**Problem to work on**.
Please find every line in the entries below that contains the string "Core", and copy it.

------------------------------------

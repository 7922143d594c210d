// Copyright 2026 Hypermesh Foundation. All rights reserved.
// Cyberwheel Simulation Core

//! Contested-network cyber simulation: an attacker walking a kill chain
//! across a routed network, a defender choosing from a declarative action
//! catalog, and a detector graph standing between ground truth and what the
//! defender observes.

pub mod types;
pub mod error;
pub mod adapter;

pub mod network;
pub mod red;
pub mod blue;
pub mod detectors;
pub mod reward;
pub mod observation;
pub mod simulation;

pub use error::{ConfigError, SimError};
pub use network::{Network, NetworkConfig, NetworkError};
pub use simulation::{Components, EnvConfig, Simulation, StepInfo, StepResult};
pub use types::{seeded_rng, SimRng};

------------------------------------

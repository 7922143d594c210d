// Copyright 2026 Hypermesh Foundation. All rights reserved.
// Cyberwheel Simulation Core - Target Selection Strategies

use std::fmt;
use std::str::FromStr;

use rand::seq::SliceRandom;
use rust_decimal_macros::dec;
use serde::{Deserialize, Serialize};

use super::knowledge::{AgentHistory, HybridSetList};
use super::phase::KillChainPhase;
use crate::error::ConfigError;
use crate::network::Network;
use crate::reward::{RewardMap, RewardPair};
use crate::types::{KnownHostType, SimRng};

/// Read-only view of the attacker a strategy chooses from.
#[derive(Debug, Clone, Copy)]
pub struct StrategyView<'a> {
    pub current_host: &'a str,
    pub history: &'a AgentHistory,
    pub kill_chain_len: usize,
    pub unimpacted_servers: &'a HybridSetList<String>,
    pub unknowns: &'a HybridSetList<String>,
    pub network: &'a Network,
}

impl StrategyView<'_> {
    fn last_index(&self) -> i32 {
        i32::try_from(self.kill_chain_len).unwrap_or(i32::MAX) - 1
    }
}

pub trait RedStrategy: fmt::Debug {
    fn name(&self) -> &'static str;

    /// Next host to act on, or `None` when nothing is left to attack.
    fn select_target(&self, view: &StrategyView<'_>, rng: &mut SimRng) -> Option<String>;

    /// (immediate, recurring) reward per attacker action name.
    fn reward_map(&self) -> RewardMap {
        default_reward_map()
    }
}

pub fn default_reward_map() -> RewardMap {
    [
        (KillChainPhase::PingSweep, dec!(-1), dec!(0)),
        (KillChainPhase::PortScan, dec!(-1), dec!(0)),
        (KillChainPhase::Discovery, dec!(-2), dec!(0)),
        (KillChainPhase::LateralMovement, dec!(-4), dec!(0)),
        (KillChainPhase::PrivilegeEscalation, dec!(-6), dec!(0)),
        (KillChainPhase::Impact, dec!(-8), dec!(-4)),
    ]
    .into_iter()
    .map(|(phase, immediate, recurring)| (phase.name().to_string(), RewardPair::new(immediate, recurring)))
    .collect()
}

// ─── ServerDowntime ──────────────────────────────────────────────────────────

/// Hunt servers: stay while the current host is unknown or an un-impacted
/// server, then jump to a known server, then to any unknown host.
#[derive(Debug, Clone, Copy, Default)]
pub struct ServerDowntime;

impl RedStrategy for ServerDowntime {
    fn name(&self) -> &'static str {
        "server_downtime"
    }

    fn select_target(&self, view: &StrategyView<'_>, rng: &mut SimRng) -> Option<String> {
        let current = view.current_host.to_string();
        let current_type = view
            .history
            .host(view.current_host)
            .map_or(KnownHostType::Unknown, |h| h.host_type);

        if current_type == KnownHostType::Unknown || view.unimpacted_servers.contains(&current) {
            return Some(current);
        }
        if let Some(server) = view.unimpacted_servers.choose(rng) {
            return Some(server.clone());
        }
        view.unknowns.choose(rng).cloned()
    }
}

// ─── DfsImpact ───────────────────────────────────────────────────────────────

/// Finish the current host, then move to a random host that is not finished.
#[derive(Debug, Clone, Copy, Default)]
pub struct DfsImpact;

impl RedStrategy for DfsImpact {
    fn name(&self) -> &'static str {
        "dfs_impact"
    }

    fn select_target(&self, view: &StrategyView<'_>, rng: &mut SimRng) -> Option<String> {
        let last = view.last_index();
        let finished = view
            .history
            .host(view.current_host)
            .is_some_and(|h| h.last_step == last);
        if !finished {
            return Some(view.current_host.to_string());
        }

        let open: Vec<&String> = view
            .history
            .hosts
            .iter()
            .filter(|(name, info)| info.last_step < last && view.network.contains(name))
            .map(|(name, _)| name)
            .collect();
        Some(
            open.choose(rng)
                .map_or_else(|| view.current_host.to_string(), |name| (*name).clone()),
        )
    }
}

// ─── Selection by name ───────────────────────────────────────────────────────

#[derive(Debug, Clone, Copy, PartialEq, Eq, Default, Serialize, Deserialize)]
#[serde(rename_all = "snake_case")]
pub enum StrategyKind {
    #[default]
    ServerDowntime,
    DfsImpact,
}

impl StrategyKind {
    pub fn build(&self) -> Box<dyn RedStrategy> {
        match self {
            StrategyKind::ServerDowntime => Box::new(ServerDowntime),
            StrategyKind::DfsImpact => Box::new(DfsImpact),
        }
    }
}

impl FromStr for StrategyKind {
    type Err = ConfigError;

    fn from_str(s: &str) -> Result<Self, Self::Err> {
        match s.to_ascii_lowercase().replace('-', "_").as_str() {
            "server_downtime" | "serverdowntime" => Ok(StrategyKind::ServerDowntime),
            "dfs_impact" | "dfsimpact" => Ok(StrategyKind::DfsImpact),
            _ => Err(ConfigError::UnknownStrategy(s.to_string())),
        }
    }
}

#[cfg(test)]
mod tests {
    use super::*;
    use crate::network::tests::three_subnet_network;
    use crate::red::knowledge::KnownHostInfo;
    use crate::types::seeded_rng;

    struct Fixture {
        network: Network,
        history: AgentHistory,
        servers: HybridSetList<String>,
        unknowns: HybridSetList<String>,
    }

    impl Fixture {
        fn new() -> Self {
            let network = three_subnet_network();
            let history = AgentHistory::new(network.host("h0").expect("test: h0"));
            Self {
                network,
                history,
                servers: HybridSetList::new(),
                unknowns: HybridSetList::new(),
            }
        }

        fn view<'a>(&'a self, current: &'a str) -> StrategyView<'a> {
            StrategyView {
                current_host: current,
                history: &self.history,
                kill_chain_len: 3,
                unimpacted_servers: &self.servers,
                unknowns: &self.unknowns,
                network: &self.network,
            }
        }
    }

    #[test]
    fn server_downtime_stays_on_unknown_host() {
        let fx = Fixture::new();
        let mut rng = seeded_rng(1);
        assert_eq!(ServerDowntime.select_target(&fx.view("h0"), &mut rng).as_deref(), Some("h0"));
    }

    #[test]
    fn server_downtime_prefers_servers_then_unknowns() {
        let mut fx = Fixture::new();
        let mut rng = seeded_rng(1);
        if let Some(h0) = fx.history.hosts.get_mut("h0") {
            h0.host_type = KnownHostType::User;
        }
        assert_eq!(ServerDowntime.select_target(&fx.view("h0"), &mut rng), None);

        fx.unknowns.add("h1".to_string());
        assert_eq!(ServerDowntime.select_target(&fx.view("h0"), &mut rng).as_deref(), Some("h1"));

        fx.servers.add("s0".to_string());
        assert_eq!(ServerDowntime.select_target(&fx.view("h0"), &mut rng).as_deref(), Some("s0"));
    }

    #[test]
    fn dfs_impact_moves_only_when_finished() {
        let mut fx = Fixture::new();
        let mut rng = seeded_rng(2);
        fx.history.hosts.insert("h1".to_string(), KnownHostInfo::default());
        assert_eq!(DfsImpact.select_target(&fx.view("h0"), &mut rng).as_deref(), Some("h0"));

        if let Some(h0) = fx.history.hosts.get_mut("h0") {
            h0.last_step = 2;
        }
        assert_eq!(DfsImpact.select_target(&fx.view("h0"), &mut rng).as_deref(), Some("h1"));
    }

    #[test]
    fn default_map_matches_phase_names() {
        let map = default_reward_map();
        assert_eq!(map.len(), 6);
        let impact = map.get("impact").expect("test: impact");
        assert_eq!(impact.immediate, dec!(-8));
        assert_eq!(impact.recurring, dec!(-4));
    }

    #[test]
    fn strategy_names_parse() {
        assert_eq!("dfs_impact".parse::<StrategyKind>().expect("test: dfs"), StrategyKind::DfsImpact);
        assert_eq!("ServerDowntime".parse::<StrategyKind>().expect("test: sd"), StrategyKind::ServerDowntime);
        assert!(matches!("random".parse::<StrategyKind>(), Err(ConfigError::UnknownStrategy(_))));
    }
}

------------------------------------

**Answer below**.
// Cyberwheel Simulation Core
// Cyberwheel Simulation Core - Target Selection Strategies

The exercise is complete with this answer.